Today’s complex supply chains also muddy the waters. With so many retailers (especially small and mid-sized retailers) getting product through wholesalers instead of directly from the manufacturers, criminals have more opportunities to sell illegally acquired goods at less of a markdown by simply reintroducing them into the supply chain.
How retailers are responding to organized retail crime and theft
Retailers attempt to combat ORC with a number of different strategies. Some take a more aggressive, hands-on approach to legislative solutions, lobbying to reduce felony thresholds and increase penalties, in some cases even advocating for laws that target ORC specifically. On the front lines, some retailers simply resort to locking up more products, a strategy no longer reserved exclusively for small electronics and other high-dollar items, but also everyday items like razor blades.
There is also a general shift toward devoting more resources to combatting ORC groups and activities and away from stopping petty theft and small-scale shoplifting. We are seeing more effective use of tech in the form of advanced camera systems, more sophisticated inventory management and control platforms, and AI-powered solutions designed to address ORC activity.
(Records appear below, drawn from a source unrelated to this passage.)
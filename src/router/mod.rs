//! # Router Module
//!
//! Matches incoming requests to the routes produced by [`crate::wire`].
//!
//! Route patterns (e.g. `/widgets/{id}`) are inserted into a radix tree at startup.
//! Matching a request walks the tree segment by segment, preferring static segments
//! over parameters and backtracking when a branch dead-ends, and returns the route
//! metadata plus the raw path parameters as strings. Turning those strings into
//! typed values is the job of [`crate::coerce`].

mod core;
mod radix;

pub use core::{ParamVec, RouteMatch, RouteMeta, Router, MAX_INLINE_PARAMS};
//! # Controller Module
//!
//! [`ResourceController`] binds one [`SchemaModel`](crate::schema::SchemaModel) to a
//! [`Persistence`](crate::store::Persistence) backend and exposes the six CRUD
//! operations. Every operation follows the same fixed sequence:
//!
//! 1. resolve input (coerce path parameters, load the target record)
//! 2. mutating operations only: trigger `validate` with the request body
//! 3. the persistence call
//! 4. trigger the operation's own lifecycle event
//! 5. send the success response, unless a listener already responded
//!
//! Any error ends the request with exactly one error response; later steps are
//! skipped and nothing is retried.

mod core;

pub use core::{ResourceController, DEFAULT_LIST_LIMIT};
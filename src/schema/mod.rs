//! # Schema Module
//!
//! Declarative resource schemas: the typed property declarations of a resource and
//! the collection / resource URIs it is served on. Schemas are usually loaded from a
//! directory of YAML documents at startup (see [`load_from_directory`]) but can also
//! be built in code with [`SchemaModel::new`].

mod load;
mod types;

pub use load::*;
pub use types::*;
Many retailers are even developing their own internal ORC teams, partnering with experienced security professionals for everyday operations, and coordinating with outside expertise at the same time.
Professional security support provides organized retail crime expertise
Because even the most well-funded internal security program can only do so much on its own, professional security support remains an important asset in combating the rise of damaging ORC activity. The best professional security partners can assist with an aggressive and experienced investigations team that is experienced with surveillance and tactical support in general and with ORC investigations specifically. They know how to effectively collaborate and coordinate with law enforcement and other retailers, and they know what materials to provide law enforcement professionals to maximize the chances that follow-up will be meaningful and effective.
Retailers looking to develop, complement, or even run their internal ORC investigations teams can lean on security professionals for robust advisory support. The best security partners can design and conduct risk and vulnerability assessments to identify and address gaps in existing practices, policies, and procedures. They can assist with training internal personnel and can use AI-powered tech tools to examine patterns of crime and assess contextual risk, helping with everything from resource allocation to new site selection and development. Ideally, a security partner has proven experience working with Fortune 500 brands and knows how to leverage sometimes limited resources to most effectively mitigate ORC incidence and impact.
At a time when ORC activity is a large — and growing — problem, security measures that combine internal improvements with external expertise and support are likely to be the most effective way to minimize bottom-line impact from ORC losses.